MENIK yakin, selendang pemberian almarhumah Ibu bukanlah selendang biasa. Selendang itu adalah selendang ajaib.
Setiap kali Menik mengikuti lomba tari, ia mengenakan selendang itu. Berkat selendang itu, ia selalu berhasil menjadi juara. Itulah sebabnya, ia merasa khawatir bila tidak menemukan selendang itu sebelum lomba.

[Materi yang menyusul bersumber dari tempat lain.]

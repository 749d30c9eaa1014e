use axum::http::{header, HeaderValue, Method};
use configs::{AppConfig, ServerConfig};
use tokio::net::TcpListener;
use tower_http::cors::{AllowOrigin, CorsLayer};
use tracing::{info, warn};

use crate::{routes, state::AppState};
use service::runtime;

/// Permissive CORS when no origins are configured, otherwise an allow-list.
pub fn build_cors(origins: &[String]) -> CorsLayer {
    if origins.is_empty() {
        return CorsLayer::very_permissive();
    }
    let allowed: Vec<HeaderValue> = origins
        .iter()
        .filter_map(|o| match o.parse::<HeaderValue>() {
            Ok(v) => Some(v),
            Err(_) => {
                warn!(origin = %o, "ignoring invalid CORS origin");
                None
            }
        })
        .collect();
    CorsLayer::new()
        .allow_origin(AllowOrigin::list(allowed))
        .allow_methods([Method::GET, Method::POST, Method::PUT, Method::DELETE])
        .allow_headers([header::CONTENT_TYPE])
}

async fn bind(server: &ServerConfig) -> anyhow::Result<TcpListener> {
    let listener = TcpListener::bind((server.host.as_str(), server.port)).await?;
    Ok(listener)
}

async fn shutdown_signal() {
    if let Err(e) = tokio::signal::ctrl_c().await {
        warn!(error = %e, "cannot listen for Ctrl+C; running until killed");
        std::future::pending::<()>().await;
    }
    info!(event = "shutdown_signal", "received Ctrl+C, draining connections");
}

/// Public entry: connect storage, build the app and serve until Ctrl+C.
pub async fn run(cfg: AppConfig) -> anyhow::Result<()> {
    runtime::ensure_env(&cfg.server.frontend_dir, &cfg.database.url).await?;

    let db = models::db::connect_and_migrate(&cfg.database).await?;
    let state = AppState::new(db);

    let cors = build_cors(&cfg.server.cors_origins);
    let app = routes::build_router(state, cors, &cfg.server.frontend_dir);

    let listener = bind(&cfg.server).await?;
    let addr = listener.local_addr()?;
    info!(%addr, frontend = %cfg.server.frontend_dir, "parking api listening");
    axum::serve(listener, app)
        .with_graceful_shutdown(shutdown_signal())
        .await?;
    Ok(())
}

DI SEKOLAH, Menik nampak murung. Wulan teman sebangku Menik merasa heran melihat sikap Menik yang berbeda dari biasanya.
”Menik, wajahmu murung, ada apa?” tanya Wulan.
”Aku khawatir saat lomba tari tidak bisa menari dengan baik. Aku takut kalah.”
”Menik... Menik...., kamu kan sudah berkali-kali ikut lomba dan berhasil meraih juara. Kenapa kamu sekarang tidak percaya pada kemampuanmu? Lebih baik kamu rajin berlatih dan menjaga kesehatan supaya bisa berlomba dengan baik,” saran Wulan.
”Tetapi Wulan, selama ini yang membuatku menang bukan karena berlatih keras, melainkan karena selendang Ibu.”
”Selendang Ibumu? Kok bisa?” tanya Wulan heran.
”Ya, selendang yang biasa kupakai berlomba adalah selendang pemberian almarhumah Ibu. Berkat selendang itu aku selalu berhasil meraih juara. Bagiku selendang itu bukan selendang biasa. Selendang itu adalah selendang ajaib.”
”Ooo begitu,” komentar Wulan.
”Apakah sebaiknya aku mengundurkan diri dari lomba?”
”Jangan Menik!” sahut Wulan spontan. ”Kalau kamu mengundurkan diri, siapa yang akan mewakili sekolah kita?”
”Tetapi aku tidak mampu tanpa selendang itu.”

ESOKNYA, lomba tari pun dimulai. Di belakang panggung Menik nampak gusar dan khawatir, sebab ia belum berhasil menemukan selendang Ibu.
”Tuhan, tolong aku supaya bisa mengikuti lomba dengan baik sehingga bisa mengharumkan nama sekolahku,” mohon Menik pada Tuhan.
Tiba-tiba dengan napas terengah-engah, Wulan menghampiri Menik.
”Menik!” panggil Wulan.
”Ada apa Wulan?”
”Kamu belum tampil kan?” tanya Wulan dengan napas yang masih terengah- engah.
Menik menggelengkan kepala.
”Untunglah aku tidak terlambat. Aku membawakan selendang ibuku. Sama seperti selendang ibumu, selendang ini sering dipakai Ibu menari. Dalam setiap lomba, Ibu selalu memakai selendang ini. Berkat selendang ini, Ibu berhasil meraih juara.”
Menik kaget mendengar perkataan Wulan.
”Pakailah selendang ini. Selendang ini bukan selendang biasa, selendang ini adalah selendang ajaib. Dengan selendang ini kamu bisa menari dengan lemah gemulai.”
Tanpa pikir panjang Menik segera mengenakan selendang tersebut. ”Untunglah ada selendang ajaib milik Ibumu. Aku yakin pasti bisa menari dengan baik,” ujar Menik semangat.
”Ya, kamu pasti bisa Menik!”
Tak lama, Menik tampil membawakan tarian asal Jawa Tengah, tari gambyong dengan lemah gemulai. Para penonton dan dewan juri nampak terkesima melihat penampilannya.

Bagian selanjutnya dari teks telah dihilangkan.